Like the municipal planting Heathcote describes being strategically placed around antiterrorist architecture in order to distract from the suggestion of a threat, the small flourishes of humor and suggestiveness that evenly stud On the Street help its political statements and descriptions of brutality go down more easily, lacquering sugar on an often-bitter pill. For all the items of street furniture that have been made to support the bodies and the needs of citizens, just as many have been engineered to harm, restrict, or shame. Antihomeless measures such as spikes and sloping benches are innovative design developments whose express purpose is to prevent a subsection of every city’s population from experiencing comfort. Heathcote is suspicious of increased surveillance, too, and is keen to point out just how easily the data harvested by street devices, such as smart bins and Wi-Fi benches, might be used against the most vulnerable and marginalized members of society.
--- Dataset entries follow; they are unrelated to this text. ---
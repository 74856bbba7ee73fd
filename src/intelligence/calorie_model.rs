// ABOUTME: Calorie model turning body metrics and a goal into a daily calorie target
// ABOUTME: Simplified Mifflin-St Jeor style BMR without a sex term plus a goal multiplier
//
// SPDX-License-Identifier: MIT OR Apache-2.0
// Copyright (c) 2025 Pierre Fitness Intelligence

//! Calorie Model
//!
//! `BMR = 10 × weight_kg + 6.25 × height_cm − 5 × age + 5`
//!
//! The target is the BMR scaled by a goal factor and truncated toward zero.
//! Goals are free text; matching is a case-insensitive substring check so
//! "Aggressive Weight Loss" still counts as weight loss.

use serde::{Deserialize, Serialize};

use crate::constants::calorie_model::{
    AGE_COEF, HEIGHT_COEF, MAINTENANCE_FACTOR, OFFSET, WEIGHT_COEF, WEIGHT_GAIN_FACTOR,
    WEIGHT_LOSS_FACTOR,
};
use crate::models::UserProfile;

/// Calorie figures computed once per plan request
#[derive(Debug, Clone, Copy, PartialEq, Serialize, Deserialize)]
pub struct CalorieTargets {
    /// Basal metabolic rate in kcal/day
    pub bmr: f64,
    /// Goal multiplier applied to the BMR
    pub goal_factor: f64,
    /// Daily calorie target, truncated toward zero
    pub target_calories: i32,
}

impl CalorieTargets {
    /// BMR rounded to two decimals for display
    #[must_use]
    pub fn rounded_bmr(&self) -> f64 {
        (self.bmr * 100.0).round() / 100.0
    }
}

/// Basal metabolic rate in kcal/day
///
/// No range checks here: validation happens on the profile before this runs.
#[must_use]
pub fn estimate_bmr(profile: &UserProfile) -> f64 {
    WEIGHT_COEF * profile.current_weight_kg + HEIGHT_COEF * profile.height_cm
        - AGE_COEF * f64::from(profile.age)
        + OFFSET
}

/// Multiplier for a free-text goal
///
/// "weight loss" is checked before "weight gain"; anything else maintains.
#[must_use]
pub fn goal_factor(goal: &str) -> f64 {
    let goal = goal.to_lowercase();
    if goal.contains("weight loss") {
        WEIGHT_LOSS_FACTOR
    } else if goal.contains("weight gain") {
        WEIGHT_GAIN_FACTOR
    } else {
        MAINTENANCE_FACTOR
    }
}

/// Daily calorie target for `profile`
#[must_use]
pub fn estimate_target_calories(profile: &UserProfile) -> i32 {
    calculate_calorie_targets(profile).target_calories
}

/// BMR, goal factor, and target in one pass
#[must_use]
pub fn calculate_calorie_targets(profile: &UserProfile) -> CalorieTargets {
    let bmr = estimate_bmr(profile);
    let factor = goal_factor(&profile.goal);
    CalorieTargets {
        bmr,
        goal_factor: factor,
        target_calories: (bmr * factor) as i32,
    }
}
While On the Street’s introduction stresses that it is a book for dipping into (indeed, reading it cover to cover does reveal a certain amount of thematic repetition), there is something useful about treating it as one expansive, sprawling project, largely because in doing so we experience this authorial balance of optimism and pessimism simultaneously, as two sides of the same suspended coin.
At its heart, Heathcote’s book suggests that training one’s gaze on a city, truly looking at it, reveals the best and the worst of humanity, just as it reveals the best and the worst of this particularly unstarry subgenre of architecture and design. (The subject’s very unstarriness, it must be said, also provides an interesting contrast with the more rarefied buildings often surveyed in the author’s column for the FT, and On the Street is catholic enough in its references to be legible to even a—to put it mildly—non-expert in architecture like myself.) Fittingly, that extreme balance of good and evil, or more accurately of hope and despair, also characterized the pandemic, which left many of us more awake to the mechanics of society and the world. Pay attention, and one is as likely to discover things that horrify as things that thrill. Two staged images belonging to the same period and genre of photography gave me pause as I leafed through On the Street: fashion editorial stills of women from the 1940s, which depict their models in the shattered and dystopian surrounds of bombed-out London, taken by Lee Miller and Cecil Beaton respectively. In both, the women are in sharp suits, radiating poise; in the Beaton shot, the soigné model is posting a letter in a letterbox, oblivious to the rubble. Oddly, although I have come across such images before, in the context of the book I saw how horribly surreal they are—the juxtaposition of glamour with the evident detritus of destruction and, one assumes, death. In some ways, they are a microcosm of Heathcote’s lockdown project: a document of the ways that function brushes up against loveliness and catastrophe, ultimately telegraphing the endurance of life under even the most trying circumstances.
Philippa Snow is a Norfolk, England–based critic whose work has appeared in publications including Artforum, the Los Angeles Review of Books, ArtReview, Frieze, and the White Review, among others. She will never look at a bollard in the same way again.